Murder of St. Charles Officers David Lamb and John Blair, 1913, Part II

This is Part II of the Murder of St. Charles Officers David Lamb and John Blair
Read Part I here

The Negro’s Story

As the fleeing negros sped across the country, telephones were worked in every direction and a knowledge of their whereabouts was known almost every minute of the time. Henry Haggemeier telephoned the news from the Elm Point neighborhood and the two Richardson boys saw them cross over to the M. K. T. tracks at Cul de Sac.
The big negro who was left dead on the scene of the first encounter was Tom Allen. He carried a 4 calibre revolver. The negro who was hot up the worst at Machens was Harry Black and the third negro who received only minor gunshot wounds in the leg was Andrew Black. They each carried 38 calibre revolvers.
In a special edition of the sporting World of St. Louis, Sunday morning, Harry Black had a statement, which is on its face a most obvious deception. After receiving certain data regarding him and his brother in which he said the three of them had been working at the David Goldman Furniture Store at 3016 Easton Avenue, he says that they were unarmed when they came to St. Charles, but that a white man sold them a revolver which they bought because the man was broke, more to help the poor devil out than anything else. He does not attempt to account for the other two guns. He then goes on to say that he and his brothers were sitting peacefully on a lumber pile when the two policemen came along and at a distance of 20 feet drew their guns and commanded tem to hold up their hands. He says he and Andrew obeyed but that Tom used the revolver and killed the two policemen. He and Andrew were both wounded he says, but managed to run away. They had not been drinking, said Black.
The reporter who wrote the interview seemed inclined to give Black sympathy. Evidently this reporter did not lose any of his own relatives by this cold blooded murder or he would not be on such sympathetic terms.

Those Who Helped

Sheriff John Dierker(shot and killed April 5, 1916), who was on a hunting expedition in Pemiscot County, was sent a telegram Saturday night, and although 17 miles from the nearest railroad station he hurried away, and is now in town.

Sheriff John Dierker
Sheriff John Dierker
Sheriff Philip Rupp
Sheriff Philip Rupp

Others who were out on the job were Former Sheriff Hines and his posse. The latter was at once sworn in as a deputy and rendered invaluable service. He took to the work like an old blood hound and advised constantly with Prosecuting Daudt.
Bert Blessing , Fred Sheets and another young fellow were out armed to the teeth and had it been their fortune to have come across the fugitives there might have been no need of a jail to put them in.
Marshal Linnebur and Mayor Olson took full charge and directed all operations from the marshal’s office and outside in a masterly manner, and Prosecuting Attorney Daudt has hardly had time to sleep or eat so incessantly has he been on the job. Mayor Olson offered a reward of $200 for the capture of the two men.
Steve Hopkins and Bert Robinson made an excursion on a false clew to the St. Peter’s neighborhood.

Vacancies on Force

The vacancies on the police force have not yet been filled, hence the remaining ones are working overtime. Appointments may be made at the Council meeting to-night, Monday.

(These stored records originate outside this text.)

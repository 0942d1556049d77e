//! One open room: its transcript, typing set and live channel.

use std::sync::atomic::{AtomicBool, Ordering};
use std::sync::{Arc, Mutex};
use std::time::{Duration, Instant};

use rpchat_chats::{
    Message, OrderingPolicy, Participant, Room, RoomId, Roster, TranscriptStore, TypingTracker,
};
use rpchat_config::{AppConfig, TranscriptOrdering};
use rpchat_gateway::{ChannelStatus, ChannelUpdate, GatewayClient, GatewayResult, LiveChannel};
use tokio::sync::{watch, RwLock};
use tokio::task::JoinHandle;
use tracing::{debug, info, warn};
use uuid::Uuid;

const TYPING_SWEEP_INTERVAL: Duration = Duration::from_secs(1);

#[derive(Debug)]
struct SessionState {
    room: Room,
    roster: Roster,
    transcript: TranscriptStore,
    typing: TypingTracker,
    status: ChannelStatus,
}

/// Render-ready copy of a session's state.
#[derive(Debug, Clone)]
pub struct SessionSnapshot {
    pub room: Room,
    pub messages: Vec<Message>,
    /// "X is typing..." lines, in the order participants started typing
    pub typing: Vec<String>,
    pub status: ChannelStatus,
}

/// A live session for one room.
///
/// Opening fetches the room, its participants and its transcript while the
/// live channel connects. Events received before the transcript loads are
/// held in the channel buffer and applied afterwards, so a message delivered
/// by both paths is stored once. A single task applies events in arrival
/// order; each event is applied completely before the next is read.
pub struct ChatSession {
    id: Uuid,
    room_id: RoomId,
    client: GatewayClient,
    state: Arc<RwLock<SessionState>>,
    closed: Arc<AtomicBool>,
    revision: Arc<watch::Sender<u64>>,
    ingest: Mutex<Option<JoinHandle<()>>>,
}

impl ChatSession {
    pub async fn open(
        client: GatewayClient,
        room_id: RoomId,
        config: &AppConfig,
    ) -> GatewayResult<Self> {
        let id = Uuid::new_v4();
        let channel = LiveChannel::open(client.clone(), room_id, config.stream.clone());

        // On failure the channel is dropped here, which stops it.
        let (room, participants, messages) = tokio::try_join!(
            client.get_room(room_id),
            client.list_participants(room_id),
            client.list_messages(room_id),
        )?;

        let mut transcript = TranscriptStore::new(ordering_policy(config.transcript.ordering));
        let loaded = transcript.load(messages);
        info!(
            session_id = %id,
            room_id,
            room = %room.name,
            messages = loaded,
            participants = participants.len(),
            "session opened"
        );

        let state = Arc::new(RwLock::new(SessionState {
            room,
            roster: Roster::new(participants),
            transcript,
            typing: TypingTracker::new(config.typing.expiry()),
            status: ChannelStatus::Connecting,
        }));
        let closed = Arc::new(AtomicBool::new(false));
        let (revision, _) = watch::channel(0u64);
        let revision = Arc::new(revision);

        let ingest = tokio::spawn(run_ingest(
            IngestContext {
                session_id: id,
                room_id,
                client: client.clone(),
                state: Arc::clone(&state),
                closed: Arc::clone(&closed),
                revision: Arc::clone(&revision),
                sweep_typing: config.typing.expiry().is_some(),
            },
            channel,
        ));

        Ok(Self {
            id,
            room_id,
            client,
            state,
            closed,
            revision,
            ingest: Mutex::new(Some(ingest)),
        })
    }

    pub fn id(&self) -> Uuid {
        self.id
    }

    pub fn room_id(&self) -> RoomId {
        self.room_id
    }

    pub fn client(&self) -> &GatewayClient {
        &self.client
    }

    pub fn is_closed(&self) -> bool {
        self.closed.load(Ordering::SeqCst)
    }

    /// Close the live channel. Later events and late command results are
    /// discarded. Closing twice is a no-op.
    pub fn close(&self) {
        if self.closed.swap(true, Ordering::SeqCst) {
            return;
        }

        let handle = match self.ingest.lock() {
            Ok(mut guard) => guard.take(),
            Err(poisoned) => poisoned.into_inner().take(),
        };
        if let Some(handle) = handle {
            handle.abort();
        }
        self.notify();
        info!(session_id = %self.id, room_id = self.room_id, "session closed");
    }

    /// Receiver that changes whenever visible state changes.
    pub fn subscribe(&self) -> watch::Receiver<u64> {
        self.revision.subscribe()
    }

    pub async fn snapshot(&self) -> SessionSnapshot {
        let state = self.state.read().await;
        SessionSnapshot {
            room: state.room.clone(),
            messages: state.transcript.snapshot().to_vec(),
            typing: state.roster.typing_labels(&state.typing.participants()),
            status: self.status_of(&state),
        }
    }

    pub async fn room(&self) -> Room {
        self.state.read().await.room.clone()
    }

    pub async fn messages(&self) -> Vec<Message> {
        self.state.read().await.transcript.snapshot().to_vec()
    }

    pub async fn message(&self, message_id: rpchat_chats::MessageId) -> Option<Message> {
        self.state.read().await.transcript.get(message_id).cloned()
    }

    pub async fn participants(&self) -> Vec<Participant> {
        self.state.read().await.roster.participants().to_vec()
    }

    /// The participant the operator speaks as.
    pub async fn acting_participant(&self) -> Option<Participant> {
        self.state.read().await.roster.acting().cloned()
    }

    pub async fn typing_labels(&self) -> Vec<String> {
        let state = self.state.read().await;
        state.roster.typing_labels(&state.typing.participants())
    }

    pub async fn status(&self) -> ChannelStatus {
        let state = self.state.read().await;
        self.status_of(&state)
    }

    pub async fn latest_human_message(&self) -> Option<Message> {
        self.state
            .read()
            .await
            .transcript
            .latest_human_message()
            .cloned()
    }

    /// Empty the transcript after the backend cleared the room's history.
    ///
    /// Returns false without touching state if the session has closed.
    pub(crate) async fn reset_transcript(&self) -> bool {
        let mut state = self.state.write().await;
        if self.is_closed() {
            return false;
        }
        state.transcript.reset();
        drop(state);
        self.notify();
        true
    }

    fn status_of(&self, state: &SessionState) -> ChannelStatus {
        if self.is_closed() {
            ChannelStatus::Closed
        } else {
            state.status.clone()
        }
    }

    fn notify(&self) {
        self.revision.send_modify(|revision| *revision += 1);
    }
}

impl Drop for ChatSession {
    fn drop(&mut self) {
        self.close();
    }
}

impl std::fmt::Debug for ChatSession {
    fn fmt(&self, f: &mut std::fmt::Formatter<'_>) -> std::fmt::Result {
        f.debug_struct("ChatSession")
            .field("id", &self.id)
            .field("room_id", &self.room_id)
            .field("closed", &self.is_closed())
            .finish()
    }
}

pub(crate) fn ordering_policy(ordering: TranscriptOrdering) -> OrderingPolicy {
    match ordering {
        TranscriptOrdering::Arrival => OrderingPolicy::Arrival,
        TranscriptOrdering::Timestamp => OrderingPolicy::Timestamp,
    }
}

struct IngestContext {
    session_id: Uuid,
    room_id: RoomId,
    client: GatewayClient,
    state: Arc<RwLock<SessionState>>,
    closed: Arc<AtomicBool>,
    revision: Arc<watch::Sender<u64>>,
    sweep_typing: bool,
}

impl IngestContext {
    fn bump(&self) {
        self.revision.send_modify(|revision| *revision += 1);
    }

    fn is_closed(&self) -> bool {
        self.closed.load(Ordering::SeqCst)
    }
}

async fn run_ingest(ctx: IngestContext, mut channel: LiveChannel) {
    let mut sweep = tokio::time::interval(TYPING_SWEEP_INTERVAL);

    loop {
        tokio::select! {
            update = channel.next_update() => {
                let Some(update) = update else {
                    debug!(session_id = %ctx.session_id, "live channel finished");
                    break;
                };
                if ctx.is_closed() {
                    break;
                }
                handle_update(&ctx, update).await;
            }
            _ = sweep.tick(), if ctx.sweep_typing => {
                let expired = ctx.state.write().await.typing.expire(Instant::now());
                if !expired.is_empty() {
                    debug!(session_id = %ctx.session_id, ?expired, "typing indicators expired");
                    ctx.bump();
                }
            }
        }
    }

    channel.close();
}

async fn handle_update(ctx: &IngestContext, update: ChannelUpdate) {
    match update {
        ChannelUpdate::Status(status) => {
            debug!(session_id = %ctx.session_id, room_id = ctx.room_id, %status, "channel status");
            ctx.state.write().await.status = status;
            ctx.bump();
        }
        ChannelUpdate::Event(event) => {
            let kind = event.event_type_name();
            let mut state = ctx.state.write().await;
            // Re-check under the lock: close() may have run while waiting.
            if ctx.is_closed() {
                return;
            }
            let SessionState {
                transcript, typing, ..
            } = &mut *state;
            let changed = event.apply(transcript, typing, Instant::now());
            drop(state);

            debug!(session_id = %ctx.session_id, room_id = ctx.room_id, kind, changed, "event applied");
            if changed {
                ctx.bump();
            }
        }
        ChannelUpdate::Reconnected => resync(ctx).await,
    }
}

/// Replace the transcript with the backend's copy after events may have
/// been missed. Events that arrive meanwhile wait in the channel buffer.
async fn resync(ctx: &IngestContext) {
    match ctx.client.list_messages(ctx.room_id).await {
        Ok(messages) => {
            let mut state = ctx.state.write().await;
            if ctx.is_closed() {
                return;
            }
            // Typing entries may be waiting on message events lost while down.
            state.typing.clear();
            state.transcript.reset();
            let loaded = state.transcript.load(messages);
            drop(state);

            info!(session_id = %ctx.session_id, room_id = ctx.room_id, messages = loaded, "transcript resynchronised");
            ctx.bump();
        }
        Err(error) => {
            warn!(session_id = %ctx.session_id, room_id = ctx.room_id, %error, "transcript resync failed");
        }
    }
}
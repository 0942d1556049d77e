//! Room snapshot endpoints

use reqwest::Method;
use rpchat_chats::{Message, Participant, Room, RoomId};

use crate::client::GatewayClient;
use crate::error::GatewayResult;

impl GatewayClient {
    /// `GET /rooms/{id}`
    pub async fn get_room(&self, room_id: RoomId) -> GatewayResult<Room> {
        let path = format!("/rooms/{room_id}");
        let request = self.request(Method::GET, &path);
        self.execute_json("GET", &path, request).await
    }

    /// `GET /rooms/{id}/participants`
    pub async fn list_participants(&self, room_id: RoomId) -> GatewayResult<Vec<Participant>> {
        let path = format!("/rooms/{room_id}/participants");
        let request = self.request(Method::GET, &path);
        let participants: Option<Vec<Participant>> =
            self.execute_json("GET", &path, request).await?;
        Ok(participants.unwrap_or_default())
    }

    /// `GET /rooms/{id}/messages`, oldest first.
    pub async fn list_messages(&self, room_id: RoomId) -> GatewayResult<Vec<Message>> {
        let path = format!("/rooms/{room_id}/messages");
        let request = self.request(Method::GET, &path);
        let messages: Option<Vec<Message>> = self.execute_json("GET", &path, request).await?;
        Ok(messages.unwrap_or_default())
    }

    /// `DELETE /rooms/{id}/messages`: wipe the room's history.
    pub async fn clear_history(&self, room_id: RoomId) -> GatewayResult<()> {
        let path = format!("/rooms/{room_id}/messages");
        let request = self.request(Method::DELETE, &path);
        self.execute("DELETE", &path, request).await?;
        Ok(())
    }
}
//! In-memory session state for one room.
//!
//! Both stores are plain owned values; the session that holds them decides
//! how access is serialised.

pub mod transcript;
pub mod typing;

pub use transcript::{OrderingPolicy, TranscriptStore};
pub use typing::TypingTracker;
//! Live event channel for one room.
//!
//! The backend pushes room events as server-sent events. This module splits
//! the byte stream into frames, decodes each frame into a
//! [`rpchat_chats::RoomEvent`], and keeps the connection alive across
//! transport failures.

pub mod backoff;
pub mod channel;
pub mod frame;

pub use backoff::Backoff;
pub use channel::{ChannelStatus, ChannelUpdate, LiveChannel};
pub use frame::{SseDecoder, SseFrame};
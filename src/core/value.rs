//! Value traits for states and events.
//!
//! States and events are opaque to the engine: it never inspects them beyond
//! equality checks and set membership. Any value type with ordinary equality
//! semantics qualifies.

use std::fmt::Debug;

/// Trait for state values.
///
/// A state is a value drawn from the finite set of valid states declared in a
/// blueprint. The engine requires only comparison (for membership checks),
/// cloning (to capture the initial state into each instance), and `Debug`
/// (for error payloads and rendering).
///
/// Blanket-implemented: integers, strings, and plain enums all qualify
/// without any manual implementation.
///
/// # Example
///
/// ```rust
/// use lockstep::StateValue;
///
/// #[derive(Clone, PartialEq, Debug)]
/// enum DoorState {
///     Open,
///     Closed,
/// }
///
/// fn assert_state<S: StateValue>(_state: S) {}
///
/// assert_state(DoorState::Open);
/// assert_state(42);
/// assert_state("locked");
/// ```
pub trait StateValue: Clone + PartialEq + Debug + Send + Sync {}

impl<T> StateValue for T where T: Clone + PartialEq + Debug + Send + Sync {}

/// Trait for event values.
///
/// An event is a value drawn from the blueprint's alphabet. The requirements
/// mirror [`StateValue`]; states and events may even share a type.
pub trait EventValue: Clone + PartialEq + Debug + Send + Sync {}

impl<T> EventValue for T where T: Clone + PartialEq + Debug + Send + Sync {}
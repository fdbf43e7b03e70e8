//! Builder for constructing automaton blueprints.

use crate::blueprint::error::BlueprintError;
use crate::blueprint::{Blueprint, TransitionFn};
use crate::core::{Context, EventValue, StateValue};
use crate::lifecycle::{LifecycleEntry, Lifecycles};
use std::sync::Arc;

/// Fluent builder for [`Blueprint`]s.
///
/// Exactly one semantic precondition is checked eagerly: the initial state
/// must be a member of the valid state set. Everything else is deliberately
/// permissive: accepted and final states need not be valid states, and the
/// alphabet may be empty. Omitted fields fall back to their defaults, an
/// empty context and an empty lifecycle table.
///
/// # Example
///
/// ```rust
/// use lockstep::{BlueprintBuilder, ContextMap};
///
/// let blueprint = BlueprintBuilder::<&str, char, ContextMap>::new()
///     .valid_states(["green", "yellow", "red"])
///     .alphabet(['n'])
///     .initial_state("green")
///     .transition(|_context, _event| "yellow")
///     .build()
///     .unwrap();
///
/// assert!(blueprint.is_valid(&"green"));
/// assert!(blueprint.is_initial(&"green"));
/// ```
pub struct BlueprintBuilder<S: StateValue, E: EventValue, C: Context> {
    valid_states: Vec<S>,
    alphabet: Vec<E>,
    initial_state: Option<S>,
    accepted_states: Vec<S>,
    final_states: Vec<S>,
    initial_context: Option<C>,
    transition: Option<TransitionFn<S, E, C>>,
    lifecycles: Lifecycles<S, E, C>,
}

impl<S: StateValue, E: EventValue, C: Context> BlueprintBuilder<S, E, C> {
    /// Create an empty builder.
    pub fn new() -> Self {
        Self {
            valid_states: Vec::new(),
            alphabet: Vec::new(),
            initial_state: None,
            accepted_states: Vec::new(),
            final_states: Vec::new(),
            initial_context: None,
            transition: None,
            lifecycles: Lifecycles::new(),
        }
    }

    /// Declare the set of states the machine may occupy.
    pub fn valid_states<I: IntoIterator<Item = S>>(mut self, states: I) -> Self {
        self.valid_states = states.into_iter().collect();
        self
    }

    /// Declare the event alphabet.
    pub fn alphabet<I: IntoIterator<Item = E>>(mut self, events: I) -> Self {
        self.alphabet = events.into_iter().collect();
        self
    }

    /// Set the initial state (required; must be a valid state).
    pub fn initial_state(mut self, state: S) -> Self {
        self.initial_state = Some(state);
        self
    }

    /// Declare the accepted state set.
    pub fn accepted_states<I: IntoIterator<Item = S>>(mut self, states: I) -> Self {
        self.accepted_states = states.into_iter().collect();
        self
    }

    /// Declare the final state set.
    pub fn final_states<I: IntoIterator<Item = S>>(mut self, states: I) -> Self {
        self.final_states = states.into_iter().collect();
        self
    }

    /// Set the context instances start with. Defaults to `C::default()`.
    pub fn initial_context(mut self, context: C) -> Self {
        self.initial_context = Some(context);
        self
    }

    /// Set the transition function (required).
    pub fn transition<F>(mut self, function: F) -> Self
    where
        F: Fn(&mut C, &E) -> S + Send + Sync + 'static,
    {
        self.transition = Some(Arc::new(function));
        self
    }

    /// Replace the whole lifecycle table.
    pub fn lifecycles(mut self, lifecycles: Lifecycles<S, E, C>) -> Self {
        self.lifecycles = lifecycles;
        self
    }

    /// Register a before-phase lifecycle entry.
    pub fn before(mut self, entry: LifecycleEntry<S, E, C>) -> Self {
        self.lifecycles = self.lifecycles.before(entry);
        self
    }

    /// Register an after-phase lifecycle entry.
    pub fn after(mut self, entry: LifecycleEntry<S, E, C>) -> Self {
        self.lifecycles = self.lifecycles.after(entry);
        self
    }

    /// Build the blueprint.
    ///
    /// Fails if a required field is missing or the initial state is not a
    /// member of the valid state set.
    pub fn build(self) -> Result<Blueprint<S, E, C>, BlueprintError> {
        let initial_state = self.initial_state.ok_or(BlueprintError::MissingInitialState)?;
        let transition = self.transition.ok_or(BlueprintError::MissingTransition)?;

        if !self.valid_states.contains(&initial_state) {
            return Err(BlueprintError::InvalidInitialState {
                state: format!("{initial_state:?}"),
            });
        }

        Ok(Blueprint {
            valid_states: self.valid_states,
            alphabet: self.alphabet,
            initial_state,
            accepted_states: self.accepted_states,
            final_states: self.final_states,
            initial_context: self.initial_context.unwrap_or_default(),
            transition,
            lifecycles: self.lifecycles,
        })
    }
}

impl<S: StateValue, E: EventValue, C: Context> Default for BlueprintBuilder<S, E, C> {
    fn default() -> Self {
        Self::new()
    }
}
//! Recognize binary multiples of three with a three-state automaton.
//!
//! The machine tracks the running remainder of the bits read so far; the
//! context accumulates the full value purely for reporting.

use lockstep::{BlueprintBuilder, ContextMap, Machine};
use serde_json::json;

fn main() {
    let blueprint = BlueprintBuilder::new()
        .valid_states([0, 1, 2])
        .alphabet([0, 1])
        .initial_state(0)
        .accepted_states([0])
        .initial_context(ContextMap::from_iter([
            ("divisor".to_string(), json!(3)),
            ("value".to_string(), json!(0)),
        ]))
        .transition(|context: &mut ContextMap, event: &i64| {
            let divisor = context["divisor"].as_i64().unwrap();
            let value = (context["value"].as_i64().unwrap() << 1) | event;
            context.insert("value".to_string(), json!(value));
            value % divisor
        })
        .build()
        .expect("blueprint is well-formed");

    for input in ["110", "101", "1111", "0", "1001"] {
        let mut machine = Machine::new(blueprint.clone());

        for bit in input.chars() {
            let event = i64::from(bit == '1');
            machine
                .transition(event)
                .expect("events are drawn from the alphabet");
        }

        let value = machine.context()["value"].as_i64().unwrap();
        println!("{input} = {value}: {machine}");
    }
}
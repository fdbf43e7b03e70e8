//! Errors surfaced by the transition protocol.

use thiserror::Error;

/// Failure kinds returned by [`Machine::transition`](super::Machine::transition).
///
/// Every variant leaves the machine untouched: the committed state and
/// context are exactly what they were before the call.
#[derive(Debug, Error)]
pub enum TransitionError {
    /// The machine sits in a final state; only a reset can revive it.
    #[error("Machine is stopped: current state {state} is final")]
    Stopped { state: String },

    /// The supplied event is not a member of the alphabet.
    #[error("Invalid event {event}: not in the alphabet")]
    InvalidEvent { event: String },

    /// The transition function produced a candidate state outside the valid
    /// state set; the working context was discarded.
    #[error("Invalid state {state}: transition left the valid state set")]
    InvalidState { state: String },
}
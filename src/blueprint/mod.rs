//! Immutable automaton descriptions.
//!
//! A [`Blueprint`] captures everything that defines an automaton: the valid
//! state set, the event alphabet, the initial state and context, the
//! accepted and final state sets, the transition function, and the lifecycle
//! table. It is built once via [`BlueprintBuilder`], validated at
//! construction, and never mutated afterwards; cloning it is cheap (closure
//! tables are reference-counted) and is how one description fans out to many
//! independent [`Machine`](crate::machine::Machine) instances.

mod builder;
mod error;

pub use builder::BlueprintBuilder;
pub use error::BlueprintError;

use crate::core::{Context, EventValue, StateValue};
use crate::lifecycle::Lifecycles;
use std::sync::Arc;

/// Caller-supplied transition function.
///
/// Given the working context and the triggering event, returns the candidate
/// next state. Pure with respect to state, but free to mutate the context it
/// is handed; the engine validates the candidate before committing either.
pub type TransitionFn<S, E, C> = Arc<dyn Fn(&mut C, &E) -> S + Send + Sync>;

/// Immutable description of a deterministic finite automaton.
pub struct Blueprint<S: StateValue, E: EventValue, C: Context> {
    valid_states: Vec<S>,
    alphabet: Vec<E>,
    initial_state: S,
    accepted_states: Vec<S>,
    final_states: Vec<S>,
    initial_context: C,
    transition: TransitionFn<S, E, C>,
    lifecycles: Lifecycles<S, E, C>,
}

impl<S: StateValue, E: EventValue, C: Context> Blueprint<S, E, C> {
    /// All states the machine may ever occupy.
    pub fn valid_states(&self) -> &[S] {
        &self.valid_states
    }

    /// All events the machine accepts.
    pub fn alphabet(&self) -> &[E] {
        &self.alphabet
    }

    /// The state every fresh or reset instance starts in.
    pub fn initial_state(&self) -> &S {
        &self.initial_state
    }

    /// The context every fresh or reset instance starts with.
    pub fn initial_context(&self) -> &C {
        &self.initial_context
    }

    /// The transition function.
    pub fn transition(&self) -> &TransitionFn<S, E, C> {
        &self.transition
    }

    /// The lifecycle table.
    pub fn lifecycles(&self) -> &Lifecycles<S, E, C> {
        &self.lifecycles
    }

    /// True if `state` is a member of the valid state set.
    pub fn is_valid(&self, state: &S) -> bool {
        self.valid_states.contains(state)
    }

    /// True if `state` is the initial state.
    pub fn is_initial(&self, state: &S) -> bool {
        *state == self.initial_state
    }

    /// True if `state` is a member of the accepted state set.
    ///
    /// Acceptance is purely informational; it never affects transition
    /// legality.
    pub fn is_accepted(&self, state: &S) -> bool {
        self.accepted_states.contains(state)
    }

    /// True if `state` is a member of the final state set.
    ///
    /// A machine sitting in a final state rejects every transition until
    /// reset.
    pub fn is_final(&self, state: &S) -> bool {
        self.final_states.contains(state)
    }

    /// True if `event` is a member of the alphabet.
    pub fn in_alphabet(&self, event: &E) -> bool {
        self.alphabet.contains(event)
    }
}

impl<S: StateValue, E: EventValue, C: Context> Clone for Blueprint<S, E, C> {
    fn clone(&self) -> Self {
        Self {
            valid_states: self.valid_states.clone(),
            alphabet: self.alphabet.clone(),
            initial_state: self.initial_state.clone(),
            accepted_states: self.accepted_states.clone(),
            final_states: self.final_states.clone(),
            initial_context: self.initial_context.clone(),
            transition: Arc::clone(&self.transition),
            lifecycles: self.lifecycles.clone(),
        }
    }
}
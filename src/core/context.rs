//! Mutable side-context carried alongside the machine state.
//!
//! The context is the only channel through which the transition function and
//! lifecycle hooks communicate derived data. Each machine instance owns its
//! context exclusively; the engine snapshots it with `Clone` before every
//! transition attempt so that a rejected step can be discarded wholesale.

use std::fmt::Debug;

/// Trait for context values.
///
/// `Clone` doubles as the snapshot mechanism of the transition protocol, so
/// it must produce a fully independent deep copy: a context type whose clone
/// shares interior mutable state would let a rejected transition leak writes
/// into the committed context. Owned value types (maps, vectors, plain
/// structs) satisfy this naturally.
///
/// `Default` supplies the empty context used when a blueprint declares none.
pub trait Context: Clone + Debug + Default + Send + Sync {}

impl<T> Context for T where T: Clone + Debug + Default + Send + Sync {}

/// Default dict-shaped context: string keys mapping to arbitrary JSON values.
///
/// # Example
///
/// ```rust
/// use lockstep::ContextMap;
/// use serde_json::json;
///
/// let mut context = ContextMap::new();
/// context.insert("value".to_string(), json!(6));
///
/// assert_eq!(context["value"], json!(6));
/// ```
pub type ContextMap = serde_json::Map<String, serde_json::Value>;
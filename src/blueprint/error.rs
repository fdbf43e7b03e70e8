//! Construction errors for automaton blueprints.

use thiserror::Error;

/// Errors that can occur when building a [`Blueprint`](super::Blueprint).
///
/// Construction either fails completely or yields a fully validated
/// blueprint; no partial value is ever produced.
#[derive(Debug, Error)]
pub enum BlueprintError {
    #[error("Initial state not specified. Call .initial_state(state) before .build()")]
    MissingInitialState,

    #[error("Transition function not specified. Call .transition(function) before .build()")]
    MissingTransition,

    #[error("Invalid initial state {state}: not a member of the valid states")]
    InvalidInitialState { state: String },
}
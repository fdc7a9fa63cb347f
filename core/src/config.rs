//! Agent configuration (ambient stack — not named as a distinct component
//! in the component table, but every deployable form of this agent needs
//! one). File-backed with CLI override, in the shape `espflash` and its
//! sibling pack repos use `toml` + `clap` for: defaults baked into the
//! struct via `serde(default)`, an optional on-disk file layered on top.

use std::path::{Path, PathBuf};

use directories::ProjectDirs;
use serde::Deserialize;
use thiserror::Error;

#[derive(Error, Debug)]
pub enum ConfigError {
    #[error("could not read config file {path}: {source}")]
    Read {
        path: PathBuf,
        #[source]
        source: std::io::Error,
    },
    #[error("could not parse config file {path}: {source}")]
    Parse {
        path: PathBuf,
        #[source]
        source: toml::de::Error,
    },
}

fn default_bind_address() -> String {
    "127.0.0.1:8080".to_string()
}

fn default_baud_rate() -> u32 {
    115_200
}

fn default_adapter_dir() -> PathBuf {
    PathBuf::from("./adapters/defs")
}

fn default_boot_timeout_ms() -> u64 {
    4_000
}

/// Everything the daemon needs at startup. Loaded from an optional TOML
/// file and then overridden field-by-field by CLI flags in
/// `board-agent`'s `main`.
#[derive(Debug, Clone, Deserialize)]
pub struct AgentConfig {
    #[serde(default = "default_bind_address")]
    pub bind_address: String,

    #[serde(default = "default_baud_rate")]
    pub baud_rate: u32,

    #[serde(default = "default_adapter_dir")]
    pub adapter_descriptor_dir: PathBuf,

    #[serde(default = "default_boot_timeout_ms")]
    pub boot_timeout_ms: u64,

    #[serde(default)]
    pub prerequisites_url: Option<String>,

    #[serde(default)]
    pub commit_index_url: Option<String>,

    #[serde(default)]
    pub flasher_url: Option<String>,

    #[serde(default)]
    pub firmware_base_url: Option<String>,
}

impl Default for AgentConfig {
    fn default() -> Self {
        Self {
            bind_address: default_bind_address(),
            baud_rate: default_baud_rate(),
            adapter_descriptor_dir: default_adapter_dir(),
            boot_timeout_ms: default_boot_timeout_ms(),
            prerequisites_url: None,
            commit_index_url: None,
            flasher_url: None,
            firmware_base_url: None,
        }
    }
}

impl AgentConfig {
    /// Loads `path` if it exists; returns the all-defaults config
    /// otherwise. A present-but-malformed file is an error — silently
    /// falling back would mask a typo in the operator's config.
    pub fn load(path: &Path) -> Result<Self, ConfigError> {
        if !path.exists() {
            return Ok(Self::default());
        }
        let contents = std::fs::read_to_string(path).map_err(|source| ConfigError::Read {
            path: path.to_path_buf(),
            source,
        })?;
        toml::from_str(&contents).map_err(|source| ConfigError::Parse {
            path: path.to_path_buf(),
            source,
        })
    }

    /// Default config-file location: `<config dir>/board-agent/config.toml`.
    pub fn default_path() -> Option<PathBuf> {
        ProjectDirs::from("board", "whitecat", "board-agent")
            .map(|dirs| dirs.config_dir().join("config.toml"))
    }

    /// Default cache directory for downloaded archives.
    pub fn default_cache_dir() -> Option<PathBuf> {
        ProjectDirs::from("board", "whitecat", "board-agent")
            .map(|dirs| dirs.cache_dir().to_path_buf())
    }
}

#[cfg(test)]
mod tests {
    use super::*;

    #[test]
    fn missing_file_yields_defaults() {
        let cfg = AgentConfig::load(Path::new("/nonexistent/config.toml")).unwrap();
        assert_eq!(cfg.bind_address, "127.0.0.1:8080");
        assert_eq!(cfg.baud_rate, 115_200);
    }

    #[test]
    fn partial_toml_fills_defaults() {
        let dir = std::env::temp_dir().join(format!(
            "board-agent-test-{}",
            std::process::id()
        ));
        std::fs::create_dir_all(&dir).unwrap();
        let path = dir.join("config.toml");
        std::fs::write(&path, "bind_address = \"0.0.0.0:9000\"\n").unwrap();

        let cfg = AgentConfig::load(&path).unwrap();
        assert_eq!(cfg.bind_address, "0.0.0.0:9000");
        assert_eq!(cfg.baud_rate, 115_200);

        let _ = std::fs::remove_dir_all(&dir);
    }
}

Dateline: St. Charles, Missouri
December 18, 1913
St. Charles Weekly Banner News

Harry and Anthony Black confined in the St. Charles County jail on charge of murdering policemen Lamb & Blair are sons of old Bill Black, a well known negro of Green’s Bottom according to a confession which they made to Deputy Sheriff Rupp Thursday. Many of the citizens in that community can recall the old negro, the father who always enjoyed the reputation of being quite a decent and trustworthy colored man. Harry and Anthony Black are talking very little but Thursday Dep. Phil Rupp questioned them about the shooting. They put the entire blame upon Tom Allan, the dead man, claiming that he started the whole trouble. “We told him to be careful, but he was drunk and acted bad.” Deputy Rupp says that from what they told him they virtually confessed of having fired upon both of the officers, although they also tell another story about Tom Allan, who, they in second breath, declare did all the shooting.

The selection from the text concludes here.